Day ahead carbon emission forecasting of the regional National Electricity Market using machine learning methods

Abstract

Accurate forecasting of regional electrical grid carbon emissions is an essential part of demand response programs for emissions reduction. Most existing research for short-term (day ahead) forecasting focuses on the use of variations of recurrent neural networks, in particular, the Long–Short​ Term Memory (LSTM) cells. This research proposes a Particle Swarm Optimised-extremely randomised trees (PSO-ERT) regressor model for day ahead forecasting of the emissions intensity of the Australian National Electricity Market (NEM).
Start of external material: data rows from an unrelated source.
//! Snapshot provider contracts and the built-in mock data source.
//!
//! # Responsibility
//! - Decouple summarization from where dashboard data comes from.
//! - Ship the demo dataset used by the dashboard and meal-plan screens.

use crate::model::meal::{MealKind, MealPlan, MealTime, MealType, PlannedMeal};
use crate::model::nutrition::{
    Achievement, DailyMeal, DashboardSnapshot, Macros, NextMeal, NutritionSnapshot,
    WeeklyChallenge,
};
use crate::session::auth::Principal;
use std::error::Error;
use std::fmt::{Display, Formatter};
use std::rc::Rc;

#[derive(Debug, Clone, PartialEq, Eq)]
pub enum ProviderError {
    /// No snapshot exists for this principal.
    NotFound(String),
    /// Backing source could not answer.
    Unavailable(String),
}

impl Display for ProviderError {
    fn fmt(&self, f: &mut Formatter<'_>) -> std::fmt::Result {
        match self {
            Self::NotFound(uid) => write!(f, "no dashboard snapshot for principal: {uid}"),
            Self::Unavailable(message) => write!(f, "snapshot source unavailable: {message}"),
        }
    }
}

impl Error for ProviderError {}

/// Source of per-principal dashboard snapshots.
pub trait SnapshotProvider {
    fn fetch_snapshot(&self, principal: &Principal) -> Result<DashboardSnapshot, ProviderError>;
}

impl<P: SnapshotProvider + ?Sized> SnapshotProvider for &P {
    fn fetch_snapshot(&self, principal: &Principal) -> Result<DashboardSnapshot, ProviderError> {
        (**self).fetch_snapshot(principal)
    }
}

impl<P: SnapshotProvider + ?Sized> SnapshotProvider for Rc<P> {
    fn fetch_snapshot(&self, principal: &Principal) -> Result<DashboardSnapshot, ProviderError> {
        (**self).fetch_snapshot(principal)
    }
}

/// Returns the same demo snapshot for every principal.
#[derive(Debug, Clone, Default)]
pub struct MockSnapshotProvider;

impl SnapshotProvider for MockSnapshotProvider {
    fn fetch_snapshot(&self, _principal: &Principal) -> Result<DashboardSnapshot, ProviderError> {
        Ok(demo_dashboard())
    }
}

/// Serves one fixed snapshot, e.g. loaded from a JSON file.
#[derive(Debug, Clone)]
pub struct StaticSnapshotProvider {
    snapshot: DashboardSnapshot,
}

impl StaticSnapshotProvider {
    pub fn new(snapshot: DashboardSnapshot) -> Self {
        Self { snapshot }
    }
}

impl SnapshotProvider for StaticSnapshotProvider {
    fn fetch_snapshot(&self, _principal: &Principal) -> Result<DashboardSnapshot, ProviderError> {
        Ok(self.snapshot.clone())
    }
}

/// Dashboard demo data.
pub fn demo_dashboard() -> DashboardSnapshot {
    DashboardSnapshot {
        nutrition: NutritionSnapshot {
            calories_consumed: 1200.0,
            calories_goal: 1500.0,
            water_consumed_liters: 1.5,
            water_goal_liters: 2.0,
            macros: Macros {
                protein_grams: 80.0,
                carbs_grams: 150.0,
                fats_grams: 40.0,
            },
            next_meal: NextMeal {
                name: "Almoço".to_string(),
                time_of_day: "12:30".to_string(),
                meal_type: MealKind::from_key("main"),
            },
            burned_calories: 300.0,
        },
        meals: vec![
            daily_meal(MealType::Breakfast, "Vitamina de Banana", 320, true),
            daily_meal(MealType::Lunch, "A registrar", 0, false),
            daily_meal(MealType::Snack, "Iogurte Natural", 150, true),
            daily_meal(MealType::Dinner, "A registrar", 0, false),
        ],
        achievements: vec![
            achievement(1, "Mestre das Saladas", true),
            achievement(2, "3 dias saudáveis", true),
            achievement(3, "Meta de Água", false),
        ],
        weekly_challenge: WeeklyChallenge {
            title: "5 porções de vegetais".to_string(),
            progress: 3,
            goal: 5,
            days_left: 3,
        },
        tips: vec![
            "Beba água antes das refeições para melhor digestão".to_string(),
            "Inclua proteínas em todas as refeições".to_string(),
        ],
    }
}

/// Meal-plan demo data.
pub fn demo_meal_plan() -> MealPlan {
    MealPlan {
        today: vec![
            planned_meal(
                1,
                MealType::Breakfast,
                "Vitamina de Banana com Aveia",
                (8, 30),
                320,
                true,
                &["Banana", "Aveia", "Leite", "Mel"],
            ),
            planned_meal(
                2,
                MealType::Lunch,
                "Salada de Quinoa com Frango Grelhado",
                (12, 30),
                450,
                false,
                &["Quinoa", "Frango", "Tomate", "Pepino", "Abacate"],
            ),
            planned_meal(
                3,
                MealType::Snack,
                "Iogurte Natural com Granola",
                (16, 0),
                180,
                true,
                &["Iogurte natural", "Granola", "Mel"],
            ),
            planned_meal(
                4,
                MealType::Dinner,
                "Sopa de Legumes com Gengibre",
                (20, 0),
                280,
                false,
                &["Abóbora", "Cenoura", "Batata", "Gengibre", "Coentro"],
            ),
        ],
        upcoming: vec![planned_meal(
            5,
            MealType::Breakfast,
            "Omelete de Espinafre com Queijo Feta",
            (8, 0),
            290,
            false,
            &["Ovos", "Espinafre", "Queijo Feta", "Tomate Cereja"],
        )],
    }
}

fn daily_meal(meal_type: MealType, name: &str, calories: u32, registered: bool) -> DailyMeal {
    DailyMeal {
        meal_type: meal_type.into(),
        name: name.to_string(),
        calories,
        registered,
    }
}

fn achievement(id: u32, title: &str, earned: bool) -> Achievement {
    Achievement {
        id,
        title: title.to_string(),
        earned,
    }
}

fn planned_meal(
    id: u32,
    meal_type: MealType,
    name: &str,
    (hour, minute): (u8, u8),
    calories: u32,
    registered: bool,
    ingredients: &[&str],
) -> PlannedMeal {
    PlannedMeal {
        id,
        meal_type: meal_type.into(),
        name: name.to_string(),
        // Demo times are literals in range.
        time: MealTime::new(hour, minute).unwrap_or(MealTime::MIDNIGHT),
        calories,
        registered,
        ingredients: ingredients.iter().map(|value| value.to_string()).collect(),
    }
}
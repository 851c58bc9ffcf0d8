//! Deployment-level display defaults.
//!
//! # Responsibility
//! - Hold fallback identity values used when a principal lacks them.
//! - Resolve overrides from environment variables.
//!
//! # Invariants
//! - Blank override values are ignored; built-in defaults stay in effect.

use serde::{Deserialize, Serialize};

/// Env var overriding the fallback display name.
pub const DISPLAY_NAME_ENV: &str = "NUTRANA_DEFAULT_DISPLAY_NAME";
/// Env var overriding the fallback avatar reference.
pub const AVATAR_URL_ENV: &str = "NUTRANA_DEFAULT_AVATAR_URL";

pub const DEFAULT_DISPLAY_NAME: &str = "Usuário";
pub const DEFAULT_AVATAR_URL: &str = "/ModeloHome.png";

/// Fallback identity values applied by the session gate.
#[derive(Debug, Clone, PartialEq, Eq, Serialize, Deserialize)]
pub struct DisplayDefaults {
    pub display_name: String,
    pub avatar_url: String,
}

impl Default for DisplayDefaults {
    fn default() -> Self {
        Self {
            display_name: DEFAULT_DISPLAY_NAME.to_string(),
            avatar_url: DEFAULT_AVATAR_URL.to_string(),
        }
    }
}

impl DisplayDefaults {
    /// Reads overrides from the process environment.
    pub fn from_env() -> Self {
        Self::from_lookup(|key| std::env::var(key).ok())
    }

    /// Reads overrides through `lookup`, keyed by env var name.
    pub fn from_lookup(lookup: impl Fn(&str) -> Option<String>) -> Self {
        let mut defaults = Self::default();
        if let Some(value) = non_blank(lookup(DISPLAY_NAME_ENV)) {
            defaults.display_name = value;
        }
        if let Some(value) = non_blank(lookup(AVATAR_URL_ENV)) {
            defaults.avatar_url = value;
        }
        defaults
    }
}

pub(crate) fn non_blank(value: Option<String>) -> Option<String> {
    value
        .map(|raw| raw.trim().to_string())
        .filter(|trimmed| !trimmed.is_empty())
}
The PSO-ERT model is compared with LSTM, another method known as Extreme Learning Machine (ELM), and also with two classic machine learning algorithms, Multi-layer perceptron (MLP) and Decision Tree (DT). Models are trained using 1.5 years of weather, demand and generation data collected from the five NEM regions. Results show that the ERT model performs better than both LSTM and ELM with Root Mean Squared Error (RMSE) of 42.9, 109.8, 165.7, 25.4 and 74.1 for New South Wales, Tasmania, South Australia, Queensland and Victoria, respectively. For all models, forecasting performance was better for regions with less renewable generation and for times when renewable generation was a smaller percentage of demand suggesting that the addition of weather forecasts in the predictor feature set would further improve performance.